Max y Mecha son dos creaciones genuinamente revertianas. A la altura de
Corso, Alatriste, Macarena Bruner o Teresa Mendoza. El uno, con tanta
inteligencia que es capaz de disfrazar de artificio las propias
emociones. Un tipo diestro en colocar apuntes ajenos para improvisar
palabras. Un lobo solitario que, a pesar de haber perdido sus colmillos,
explota lo que sabe y lo aplica en el momento preciso. Max es un
Pijoaparte refinado y posmoderno. Y también la alargada sombra del
Rastignac zolesco y el Julián Sorel stendhaliano. Se vale de su
portentoso físico para llegar a lugares donde ningún ser humano podría
imaginar.
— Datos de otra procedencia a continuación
//! # REST Routes
//!
//! The route table of the service.

use super::handlers::{AppState, attendees, events, health, registrations, speakers, venues};
use axum::Router;
use axum::routing::{delete, get, post};
use std::sync::Arc;
use tower_http::cors::{Any, CorsLayer};
use tower_http::trace::TraceLayer;

/// Builds the router with every endpoint, request tracing and CORS.
///
/// CORS allows any origin, method and header.
pub fn create_router(state: Arc<AppState>) -> Router {
    let cors = CorsLayer::new()
        .allow_origin(Any)
        .allow_methods(Any)
        .allow_headers(Any);

    Router::new()
        .route("/api/health", get(health::health))
        .route("/api/diagnostic", get(health::diagnostic))
        .nest("/api/venues", venue_routes())
        .nest("/api/events", event_routes())
        .nest("/api/speakers", speaker_routes())
        .nest("/api/attendees", attendee_routes())
        .route(
            "/api/event_attendees",
            get(registrations::list_registrations)
                .post(registrations::create_registration)
                .put(registrations::reassign_registration)
                .delete(registrations::delete_registration),
        )
        .with_state(state)
        .layer(TraceLayer::new_for_http())
        .layer(cors)
}

fn venue_routes() -> Router<Arc<AppState>> {
    Router::new()
        .route("/", get(venues::list_venues).post(venues::create_venue))
        .route(
            "/{id}",
            get(venues::get_venue)
                .put(venues::update_venue)
                .delete(venues::delete_venue),
        )
}

fn event_routes() -> Router<Arc<AppState>> {
    Router::new()
        .route("/", get(events::list_events).post(events::create_event))
        .route(
            "/{id}",
            get(events::get_event)
                .put(events::update_event)
                .delete(events::delete_event),
        )
}

fn speaker_routes() -> Router<Arc<AppState>> {
    Router::new()
        .route("/", get(speakers::list_speakers).post(speakers::create_speaker))
        .route(
            "/{id}",
            get(speakers::get_speaker)
                .put(speakers::update_speaker)
                .delete(speakers::delete_speaker),
        )
}

fn attendee_routes() -> Router<Arc<AppState>> {
    Router::new()
        .route(
            "/",
            get(attendees::list_attendees).post(attendees::create_attendee),
        )
        .route(
            "/{id}",
            get(attendees::get_attendee)
                .put(attendees::update_attendee)
                .delete(attendees::delete_attendee),
        )
        .route("/{id}/register", post(registrations::register_attendee))
        .route("/{id}/unregister", delete(registrations::unregister_attendee))
}
//! # Server
//!
//! Process lifecycle: open the store, serve HTTP until a shutdown signal,
//! then drain requests and close the store.

use crate::api::rest::{AppState, create_router};
use crate::application::error::InfrastructureError;
use crate::config::AppConfig;
use crate::infrastructure::persistence::postgres::Database;
use std::sync::Arc;
use tokio::net::TcpListener;
use tracing::{info, warn};

/// Runs the HTTP service until `SIGINT` or `SIGTERM`.
///
/// Pending migrations are applied first when `database.run_migrations` is
/// set. The connection pool is closed after in-flight requests finish.
///
/// # Errors
///
/// Returns [`InfrastructureError`] if the store is unreachable, a migration
/// fails, or the listener cannot bind.
pub async fn serve(config: &AppConfig) -> Result<(), InfrastructureError> {
    let db = Database::connect(&config.database).await?;
    if config.database.run_migrations {
        db.migrate().await?;
    }

    let state = Arc::new(AppState::new(db.repositories()));
    let router = create_router(state);

    let address = config.server.bind_address();
    let listener = TcpListener::bind(&address)
        .await
        .map_err(|e| InfrastructureError::server(format!("bind {address}: {e}")))?;
    info!(%address, "Listening");

    let served = axum::serve(listener, router)
        .with_graceful_shutdown(shutdown_signal())
        .await
        .map_err(|e| InfrastructureError::server(e.to_string()));

    db.close().await;
    served
}

/// Applies pending migrations and exits.
///
/// # Errors
///
/// Returns [`InfrastructureError::Database`] if the store is unreachable
/// or a migration fails.
pub async fn migrate(config: &AppConfig) -> Result<(), InfrastructureError> {
    let db = Database::connect(&config.database).await?;
    let result = db.migrate().await;
    db.close().await;
    result
}

async fn shutdown_signal() {
    let ctrl_c = async {
        if let Err(e) = tokio::signal::ctrl_c().await {
            warn!(error = %e, "Ctrl+C handler unavailable");
            std::future::pending::<()>().await;
        }
        info!("Received Ctrl+C, shutting down");
    };

    #[cfg(unix)]
    let terminate = async {
        use tokio::signal::unix::{SignalKind, signal};

        match signal(SignalKind::terminate()) {
            Ok(mut stream) => {
                stream.recv().await;
                info!("Received terminate signal, shutting down");
            }
            Err(e) => {
                warn!(error = %e, "SIGTERM handler unavailable");
                std::future::pending::<()>().await;
            }
        }
    };

    #[cfg(not(unix))]
    let terminate = std::future::pending::<()>();

    tokio::select! {
        () = ctrl_c => {},
        () = terminate => {},
    }
}
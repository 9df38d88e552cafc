//! # Domain Errors
//!
//! Validation failures raised while building entities from caller input.

use thiserror::Error;

/// Error raised when entity fields violate a domain rule.
#[derive(Debug, Clone, PartialEq, Eq, Error)]
pub enum DomainError {
    /// A required text field is empty or whitespace only.
    #[error("{field} must not be blank")]
    BlankField {
        /// Name of the offending field.
        field: &'static str,
    },

    /// Venue capacity below zero.
    #[error("capacity must be non-negative, got {0}")]
    NegativeCapacity(i32),

    /// Malformed email address.
    #[error("invalid email address: {0:?}")]
    InvalidEmail(String),
}

impl DomainError {
    /// Creates a blank field error.
    #[must_use]
    pub fn blank(field: &'static str) -> Self {
        Self::BlankField { field }
    }

    /// Creates an invalid email error.
    #[must_use]
    pub fn invalid_email(raw: impl Into<String>) -> Self {
        Self::InvalidEmail(raw.into())
    }
}

/// Result type for domain operations.
pub type DomainResult<T> = Result<T, DomainError>;

/// Trims `value` and rejects it when nothing is left.
///
/// # Errors
///
/// Returns [`DomainError::BlankField`] naming `field` if `value` is blank.
pub fn require_text(field: &'static str, value: &str) -> DomainResult<String> {
    let trimmed = value.trim();
    if trimmed.is_empty() {
        Err(DomainError::blank(field))
    } else {
        Ok(trimmed.to_string())
    }
}
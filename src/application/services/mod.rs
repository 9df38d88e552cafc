//! # Application Services
//!
//! Services that orchestrate domain rules and the repositories.
//!
//! - [`RegistrationService`]: validated Event↔Attendee registrations
//! - [`CatalogService`]: venue, event, speaker and attendee CRUD

pub mod catalog;
pub mod registration;

pub use catalog::{AttendeeDetail, CatalogService, EventDetail};
pub use registration::RegistrationService;
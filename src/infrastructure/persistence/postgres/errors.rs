//! # PostgreSQL Error Mapping
//!
//! Classifies `sqlx` errors into [`RepositoryError`]s.
//!
//! Constraint violations are reported by name so that each repository can
//! decide what a violation means for the statement it ran: the same
//! `events_venue_fk` is a missing reference on insert and a still
//! referenced row on delete.

use crate::infrastructure::persistence::traits::RepositoryError;
use sqlx::error::ErrorKind;

/// `event_attendees` primary key.
pub(crate) const REGISTRATION_PKEY: &str = "event_attendees_pkey";
/// `event_attendees.event_id` foreign key.
pub(crate) const REGISTRATION_EVENT_FK: &str = "event_attendees_event_fk";
/// `event_attendees.attendee_id` foreign key.
pub(crate) const REGISTRATION_ATTENDEE_FK: &str = "event_attendees_attendee_fk";
/// `events.venue_id` foreign key.
pub(crate) const EVENT_VENUE_FK: &str = "events_venue_fk";
/// `speakers.event_id` foreign key.
pub(crate) const SPEAKER_EVENT_FK: &str = "speakers_event_fk";

/// An integrity constraint the database refused a statement for.
#[derive(Debug, Clone, PartialEq, Eq)]
pub(crate) enum Violation {
    /// Unique or primary key constraint, by name.
    Unique(String),
    /// Foreign key constraint, by name.
    ForeignKey(String),
}

impl Violation {
    /// Returns true if this violates the named constraint.
    pub(crate) fn is(&self, constraint: &str) -> bool {
        match self {
            Self::Unique(name) | Self::ForeignKey(name) => name == constraint,
        }
    }
}

/// Extracts the violated constraint, if `err` is an integrity violation.
pub(crate) fn violation(err: &sqlx::Error) -> Option<Violation> {
    let db = err.as_database_error()?;
    let constraint = db.constraint().unwrap_or_default().to_string();
    match db.kind() {
        ErrorKind::UniqueViolation => Some(Violation::Unique(constraint)),
        ErrorKind::ForeignKeyViolation => Some(Violation::ForeignKey(constraint)),
        _ => None,
    }
}

/// Maps an unexpected `sqlx` error to a connection or query failure.
pub(crate) fn store_error(err: sqlx::Error) -> RepositoryError {
    match err {
        sqlx::Error::PoolTimedOut
        | sqlx::Error::PoolClosed
        | sqlx::Error::Io(_)
        | sqlx::Error::Tls(_) => RepositoryError::connection(err.to_string()),
        other => RepositoryError::query(other.to_string()),
    }
}
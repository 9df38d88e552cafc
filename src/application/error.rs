//! # Application Errors
//!
//! Error types for the application layer.
//!
//! These errors represent failures that can occur during use case execution,
//! including validation failures, rejected registrations, and store errors.
//!
//! # Error Hierarchy
//!
//! ```text
//! ApplicationError
//! ├── Domain(DomainError)                 - Field validation failures
//! ├── Infrastructure(InfrastructureError) - Store and configuration failures
//! ├── Rejected(RegistrationRejection)     - Expected registration refusals
//! ├── NotFound                            - Addressed row does not exist
//! ├── MissingReference                    - Written row points at nothing
//! └── InUse                               - Deleted row is still referenced
//! ```
//!
//! # Examples
//!
//! ```
//! use event_manager::application::error::{ApplicationError, InfrastructureError};
//!
//! let err = ApplicationError::not_found("Venue", 4);
//! assert!(err.is_not_found());
//!
//! let infra_err = InfrastructureError::database("connection reset");
//! let app_err: ApplicationError = infra_err.into();
//! assert!(app_err.is_store_failure());
//! ```

use crate::domain::entities::RegistrationRejection;
use crate::domain::errors::DomainError;
use crate::infrastructure::persistence::RepositoryError;
use thiserror::Error;

/// Infrastructure layer error.
///
/// Represents errors from the database and the process environment.
#[derive(Debug, Error)]
pub enum InfrastructureError {
    /// Database error.
    #[error("database error: {0}")]
    Database(String),

    /// Configuration error.
    #[error("configuration error: {0}")]
    Configuration(String),

    /// Repository error.
    #[error("repository error: {0}")]
    Repository(#[from] RepositoryError),

    /// HTTP listener error.
    #[error("server error: {0}")]
    Server(String),
}

impl InfrastructureError {
    /// Creates a database error.
    #[must_use]
    pub fn database(message: impl Into<String>) -> Self {
        Self::Database(message.into())
    }

    /// Creates a configuration error.
    #[must_use]
    pub fn configuration(message: impl Into<String>) -> Self {
        Self::Configuration(message.into())
    }

    /// Creates a server error.
    #[must_use]
    pub fn server(message: impl Into<String>) -> Self {
        Self::Server(message.into())
    }
}

/// Application layer error.
#[derive(Debug, Error)]
pub enum ApplicationError {
    /// Field validation failed.
    #[error("validation error: {0}")]
    Domain(#[from] DomainError),

    /// Infrastructure error from external systems.
    #[error("infrastructure error: {0}")]
    Infrastructure(#[from] InfrastructureError),

    /// Registration refused for an expected reason.
    #[error("registration rejected: {}", .0.message())]
    Rejected(RegistrationRejection),

    /// Resource not found.
    #[error("not found: {resource_type} with id {id}")]
    NotFound {
        /// Type of resource.
        resource_type: String,
        /// Resource identifier.
        id: String,
    },

    /// A written row references a resource that does not exist.
    #[error("missing reference: {resource_type} with id {id} does not exist")]
    MissingReference {
        /// Type of the referenced resource.
        resource_type: String,
        /// Referenced identifier.
        id: String,
    },

    /// A resource cannot be deleted while other rows reference it.
    #[error("in use: {resource_type} with id {id} is still referenced")]
    InUse {
        /// Type of resource.
        resource_type: String,
        /// Resource identifier.
        id: String,
    },
}

impl ApplicationError {
    /// Creates a not found error.
    #[must_use]
    pub fn not_found(resource_type: impl Into<String>, id: impl ToString) -> Self {
        Self::NotFound {
            resource_type: resource_type.into(),
            id: id.to_string(),
        }
    }

    /// Creates a rejected registration error.
    #[must_use]
    pub fn rejected(rejection: RegistrationRejection) -> Self {
        Self::Rejected(rejection)
    }

    /// Returns true if this is a not found error.
    #[must_use]
    pub fn is_not_found(&self) -> bool {
        matches!(self, Self::NotFound { .. })
    }

    /// Returns true if this is a validation error.
    #[must_use]
    pub fn is_validation(&self) -> bool {
        matches!(self, Self::Domain(_))
    }

    /// Returns the rejection classification, if this is one.
    #[must_use]
    pub fn rejection(&self) -> Option<RegistrationRejection> {
        match self {
            Self::Rejected(rejection) => Some(*rejection),
            _ => None,
        }
    }

    /// Returns true for unexpected store or environment failures.
    #[must_use]
    pub fn is_store_failure(&self) -> bool {
        matches!(self, Self::Infrastructure(_))
    }
}

impl From<RepositoryError> for ApplicationError {
    fn from(err: RepositoryError) -> Self {
        match err {
            RepositoryError::NotFound { entity_type, id } => Self::NotFound {
                resource_type: entity_type.to_string(),
                id,
            },
            RepositoryError::MissingReference { entity_type, id } => Self::MissingReference {
                resource_type: entity_type.to_string(),
                id,
            },
            RepositoryError::StillReferenced { entity_type, id } => Self::InUse {
                resource_type: entity_type.to_string(),
                id,
            },
            other => Self::Infrastructure(InfrastructureError::Repository(other)),
        }
    }
}

/// Result type for application operations.
pub type ApplicationResult<T> = Result<T, ApplicationError>;

#[cfg(test)]
mod tests {
    use super::*;

    // InfrastructureError tests

    #[test]
    fn infrastructure_error_database() {
        let err = InfrastructureError::database("connection timeout");
        assert!(err.to_string().contains("database"));
        assert!(err.to_string().contains("connection timeout"));
    }

    #[test]
    fn infrastructure_error_configuration() {
        let err = InfrastructureError::configuration("missing url");
        assert!(err.to_string().contains("configuration"));
    }

    #[test]
    fn infrastructure_error_from_repository_error() {
        let repo_err = RepositoryError::query("relation does not exist");
        let infra_err: InfrastructureError = repo_err.into();
        assert!(infra_err.to_string().contains("relation does not exist"));
    }

    // ApplicationError tests

    #[test]
    fn application_error_not_found() {
        let err = ApplicationError::not_found("Event", 3);
        assert!(err.to_string().contains("Event"));
        assert!(err.to_string().contains('3'));
        assert!(err.is_not_found());
    }

    #[test]
    fn application_error_rejected_carries_message() {
        let err = ApplicationError::rejected(RegistrationRejection::InvalidAttendee);
        assert!(err.to_string().contains("Attendee does not exist"));
        assert_eq!(err.rejection(), Some(RegistrationRejection::InvalidAttendee));
    }

    #[test]
    fn application_error_from_domain_error() {
        let err: ApplicationError = DomainError::blank("eventName").into();
        assert!(err.is_validation());
        assert!(err.to_string().contains("eventName"));
    }

    #[test]
    fn repository_not_found_maps_to_not_found() {
        let err: ApplicationError = RepositoryError::not_found("Speaker", 2).into();
        assert!(err.is_not_found());
    }

    #[test]
    fn repository_missing_reference_maps_through() {
        let err: ApplicationError = RepositoryError::missing_reference("Venue", 8).into();
        assert!(matches!(
            err,
            ApplicationError::MissingReference { ref resource_type, .. } if resource_type == "Venue"
        ));
    }

    #[test]
    fn repository_still_referenced_maps_to_in_use() {
        let err: ApplicationError = RepositoryError::still_referenced("Venue", 8).into();
        assert!(matches!(err, ApplicationError::InUse { .. }));
    }

    #[test]
    fn repository_failures_are_store_failures() {
        let err: ApplicationError = RepositoryError::connection("refused").into();
        assert!(err.is_store_failure());
        assert!(err.to_string().contains("refused"));
    }
}
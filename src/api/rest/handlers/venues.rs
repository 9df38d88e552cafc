//! Venue endpoints.

use super::{ApiResult, AppState, MessageResponse};
use crate::application::error::ApplicationError;
use crate::domain::entities::{Venue, VenueDetails};
use crate::domain::value_objects::VenueId;
use axum::Json;
use axum::extract::{Path, State};
use axum::http::StatusCode;
use serde::{Deserialize, Serialize};
use std::sync::Arc;

/// Venue create/update body.
#[derive(Debug, Clone, Deserialize)]
#[serde(rename_all = "camelCase")]
pub struct VenueRequest {
    /// Venue name.
    pub venue_name: String,
    /// Free-form location.
    pub location: String,
    /// Seat count.
    pub capacity: i32,
}

impl TryFrom<VenueRequest> for VenueDetails {
    type Error = ApplicationError;

    fn try_from(req: VenueRequest) -> Result<Self, Self::Error> {
        Ok(Self::new(&req.venue_name, &req.location, req.capacity)?)
    }
}

/// Venue as returned by the API.
#[derive(Debug, Clone, PartialEq, Eq, Serialize, Deserialize)]
#[serde(rename_all = "camelCase")]
pub struct VenueResponse {
    /// Venue ID.
    #[serde(rename = "venueID")]
    pub venue_id: VenueId,
    /// Venue name.
    pub venue_name: String,
    /// Free-form location.
    pub location: String,
    /// Seat count.
    pub capacity: i32,
}

impl From<Venue> for VenueResponse {
    fn from(venue: Venue) -> Self {
        Self {
            venue_id: venue.id,
            venue_name: venue.details.name().to_string(),
            location: venue.details.location().to_string(),
            capacity: venue.details.capacity(),
        }
    }
}

/// `GET /api/venues`
pub async fn list_venues(State(state): State<Arc<AppState>>) -> ApiResult<Json<Vec<VenueResponse>>> {
    let venues = state.catalog.list_venues().await?;
    Ok(Json(venues.into_iter().map(VenueResponse::from).collect()))
}

/// `GET /api/venues/{id}`
pub async fn get_venue(
    State(state): State<Arc<AppState>>,
    Path(id): Path<VenueId>,
) -> ApiResult<Json<VenueResponse>> {
    let venue = state.catalog.get_venue(id).await?;
    Ok(Json(venue.into()))
}

/// `POST /api/venues`
pub async fn create_venue(
    State(state): State<Arc<AppState>>,
    Json(req): Json<VenueRequest>,
) -> ApiResult<(StatusCode, Json<VenueResponse>)> {
    let venue = state.catalog.create_venue(req.try_into()?).await?;
    Ok((StatusCode::CREATED, Json(venue.into())))
}

/// `PUT /api/venues/{id}`
pub async fn update_venue(
    State(state): State<Arc<AppState>>,
    Path(id): Path<VenueId>,
    Json(req): Json<VenueRequest>,
) -> ApiResult<Json<VenueResponse>> {
    let venue = state.catalog.update_venue(id, req.try_into()?).await?;
    Ok(Json(venue.into()))
}

/// `DELETE /api/venues/{id}`
pub async fn delete_venue(
    State(state): State<Arc<AppState>>,
    Path(id): Path<VenueId>,
) -> ApiResult<Json<MessageResponse>> {
    state.catalog.delete_venue(id).await?;
    Ok(MessageResponse::new("Venue deleted successfully"))
}
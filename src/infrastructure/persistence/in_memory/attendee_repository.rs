//! # In-Memory Attendee Repository
//!
//! In-memory implementation of [`AttendeeRepository`] for testing.

use crate::domain::entities::{Attendee, AttendeeDetails};
use crate::domain::value_objects::AttendeeId;
use crate::infrastructure::persistence::in_memory::SharedTables;
use crate::infrastructure::persistence::traits::{AttendeeRepository, RepositoryResult};
use async_trait::async_trait;

/// In-memory implementation of [`AttendeeRepository`].
///
/// Deleting an attendee removes its registrations.
#[derive(Debug, Clone)]
pub struct InMemoryAttendeeRepository {
    tables: SharedTables,
}

impl InMemoryAttendeeRepository {
    pub(crate) fn new(tables: SharedTables) -> Self {
        Self { tables }
    }
}

#[async_trait]
impl AttendeeRepository for InMemoryAttendeeRepository {
    async fn list(&self) -> RepositoryResult<Vec<Attendee>> {
        let tables = self.tables.read().await;
        let mut attendees: Vec<Attendee> = tables
            .attendees
            .iter()
            .map(|(id, details)| Attendee::new(*id, details.clone()))
            .collect();
        attendees.sort_by(|a, b| {
            a.details
                .last_name()
                .cmp(b.details.last_name())
                .then_with(|| a.details.first_name().cmp(b.details.first_name()))
                .then_with(|| a.id.cmp(&b.id))
        });
        Ok(attendees)
    }

    async fn get(&self, id: AttendeeId) -> RepositoryResult<Option<Attendee>> {
        let tables = self.tables.read().await;
        Ok(tables.attendee(id))
    }

    async fn exists(&self, id: AttendeeId) -> RepositoryResult<bool> {
        let tables = self.tables.read().await;
        Ok(tables.attendees.contains_key(&id))
    }

    async fn create(&self, details: &AttendeeDetails) -> RepositoryResult<Attendee> {
        let mut tables = self.tables.write().await;
        let id = tables.next_attendee_id();
        tables.attendees.insert(id, details.clone());
        Ok(Attendee::new(id, details.clone()))
    }

    async fn update(
        &self,
        id: AttendeeId,
        details: &AttendeeDetails,
    ) -> RepositoryResult<Option<Attendee>> {
        let mut tables = self.tables.write().await;
        match tables.attendees.get_mut(&id) {
            Some(row) => {
                *row = details.clone();
                Ok(Some(Attendee::new(id, details.clone())))
            }
            None => Ok(None),
        }
    }

    async fn delete(&self, id: AttendeeId) -> RepositoryResult<bool> {
        let mut tables = self.tables.write().await;
        if tables.attendees.remove(&id).is_none() {
            return Ok(false);
        }
        tables.registrations.retain(|key| key.attendee_id != id);
        Ok(true)
    }
}

#[cfg(test)]
#[allow(clippy::unwrap_used)]
mod tests {
    use super::*;
    use crate::domain::value_objects::RegistrationKey;
    use crate::infrastructure::persistence::in_memory::{InMemoryStore, fixtures};
    use crate::infrastructure::persistence::traits::RegistrationRepository;

    #[tokio::test]
    async fn list_is_ordered_by_last_name() {
        let store = InMemoryStore::new();
        fixtures::attendee(&store, "Zed", "Young").await;
        fixtures::attendee(&store, "Amy", "Adams").await;

        let names: Vec<String> = store
            .attendees()
            .list()
            .await
            .unwrap()
            .into_iter()
            .map(|a| a.details.full_name())
            .collect();
        assert_eq!(names, ["Amy Adams", "Zed Young"]);
    }

    #[tokio::test]
    async fn exists_tracks_lifecycle() {
        let store = InMemoryStore::new();
        let attendee = fixtures::attendee(&store, "A.", "Lee").await;
        let repo = store.attendees();

        assert!(repo.exists(attendee.id).await.unwrap());
        assert!(repo.delete(attendee.id).await.unwrap());
        assert!(!repo.exists(attendee.id).await.unwrap());
    }

    #[tokio::test]
    async fn update_overwrites_email() {
        let store = InMemoryStore::new();
        let attendee = fixtures::attendee(&store, "A.", "Lee").await;
        let new = AttendeeDetails::new("A.", "Lee", "new@example.com").unwrap();

        let updated = store
            .attendees()
            .update(attendee.id, &new)
            .await
            .unwrap()
            .unwrap();
        assert_eq!(updated.details.email().as_str(), "new@example.com");
    }

    #[tokio::test]
    async fn delete_cascades_registrations() {
        let store = InMemoryStore::new();
        let venue = fixtures::venue(&store, "Hall").await;
        let event = fixtures::event(&store, venue.id, "Gala").await;
        let attendee = fixtures::attendee(&store, "A.", "Lee").await;
        store
            .registrations()
            .insert(RegistrationKey::new(event.id, attendee.id))
            .await
            .unwrap();

        store.attendees().delete(attendee.id).await.unwrap();
        assert_eq!(store.registrations().count().await.unwrap(), 0);
    }
}
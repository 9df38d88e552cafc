//! # Registration Service
//!
//! Validated writes to the Event↔Attendee association.
//!
//! A registration request walks the stages of [`RegistrationStage`]:
//! the event is looked up, then the attendee, then the pair itself, and
//! only when all three checks pass is a row inserted and re-read with its
//! joined details. Every check is read-only, so a rejected request leaves
//! the store untouched.
//!
//! The pre-checks give precise rejection reasons, but the store's
//! constraints have the last word: an insert refused by the unique key or a
//! foreign key (because a concurrent request won the race) is classified
//! the same way as the corresponding pre-check failure.

use crate::application::error::{ApplicationError, ApplicationResult};
use crate::domain::entities::{RegistrationDetail, RegistrationRejection};
use crate::domain::value_objects::{AttendeeId, EventId, RegistrationKey, RegistrationStage};
use crate::infrastructure::persistence::Repositories;
use crate::infrastructure::persistence::traits::{
    AttendeeRepository, EventRepository, RegistrationRepository, RepositoryError,
};
use std::sync::Arc;
use tracing::{debug, info};

/// Tracks the stage of one registration request and logs each step.
#[derive(Debug)]
struct Progress {
    key: RegistrationKey,
    stage: RegistrationStage,
}

impl Progress {
    fn start(key: RegistrationKey) -> Self {
        let stage = RegistrationStage::default();
        debug!(
            event_id = %key.event_id,
            attendee_id = %key.attendee_id,
            %stage,
            "Registration stage"
        );
        Self { key, stage }
    }

    fn advance(&mut self) {
        if let Some(next) = self.stage.next() {
            self.stage = next;
            debug!(
                event_id = %self.key.event_id,
                attendee_id = %self.key.attendee_id,
                stage = %self.stage,
                "Registration stage"
            );
        }
    }

    fn reject(&self, rejection: RegistrationRejection) -> ApplicationError {
        info!(
            event_id = %self.key.event_id,
            attendee_id = %self.key.attendee_id,
            stage = %self.stage,
            code = rejection.code(),
            "Registration rejected"
        );
        ApplicationError::rejected(rejection)
    }

    /// Maps a write refused by a store constraint to its rejection.
    fn classify(&self, err: RepositoryError) -> ApplicationError {
        let rejection = match &err {
            RepositoryError::Duplicate { .. } => {
                Some(RegistrationRejection::DuplicateRegistration)
            }
            RepositoryError::MissingReference {
                entity_type: "Event",
                ..
            } => Some(RegistrationRejection::InvalidEvent),
            RepositoryError::MissingReference {
                entity_type: "Attendee",
                ..
            } => Some(RegistrationRejection::InvalidAttendee),
            _ => None,
        };
        match rejection {
            Some(rejection) => self.reject(rejection),
            None => err.into(),
        }
    }
}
La otra, Mecha, es una de esas mujeres que ayudan a comprender
el tiempo en que nos ha tocado vivir. Una de esas damas en apariencia
inalcanzables, «con las que se soñaba en los sollados de los barcos y en
las trincheras de los frentes de batalla». Entre ambos, entre Max y
Mecha, queda resumido el mundo. El origen y el destino del ser humano. Y
también la belleza, la ternura, la sagacidad, el glamur, el fracaso, la
ambición y la derrota.
Como el ya citado Scott Fitzgerald, Arturo Pérez-Reverte, que ha llegado
a la plenitud de su arte narrativo, se decanta, en estas páginas que
ahora nos lega, por la construcción elegante, por el diálogo chispeante,
sin dejar de lado esas frases lapidarias, sentenciosas, categóricas, a
las que nos tiene acostumbrados: «Un hombre debe saber cuándo se acerca
el momento de dejar el tabaco, el alcohol o la vida». Suenan, asimismo,
los ecos de su viejo oficio de reportero, de sus artículos semanales. Es
el Pérez-Reverte más divertido y sorprendente: «El ambiente era
artificial, deliberado, entre apache tardío y surrealista rancio». Pero,
junto a ello, destacan ciertas imágenes, tan comprimidas, tan
originales, tan repletas de vida, que se asemejan a las greguerías del
celebrado Gómez de la Serna: «La ropa tendida en los balcones colgaba
como jirones de vidas tristes». ‘El tango de la guardia vieja' es un
ejemplo de la llamada escritura transparente. Una nueva apuesta de su
autor por el lenguaje fluido, la palabra exacta y las comas en su sitio.
Se trata, en cualquier caso, de un relato de extremado riesgo, en el que
el autor ha jugado con distintos espacios y diferentes tiempos, unidos
artesanalmente, con pericia y sagacidad, a través de ciertas técnicas
cinematográficas de fundidos y encadenados, que resultan incluso
divertidos para el lector, a quien, desde las primeras páginas, exige su
colaboración para desentrañar los misterios de esta novela casi
interactiva: el significado de una película, el origen de una cita, el
título de una canción. Una obra, en fin, marca de la casa. Cien por cien
revertiana. Con sus obsesiones de siempre. Esas que lleva en su mochila
a donde quiera vaya: Troya y la vida, resumida en un tablero de
ajedrez. Y la inútil lucha contra el tiempo.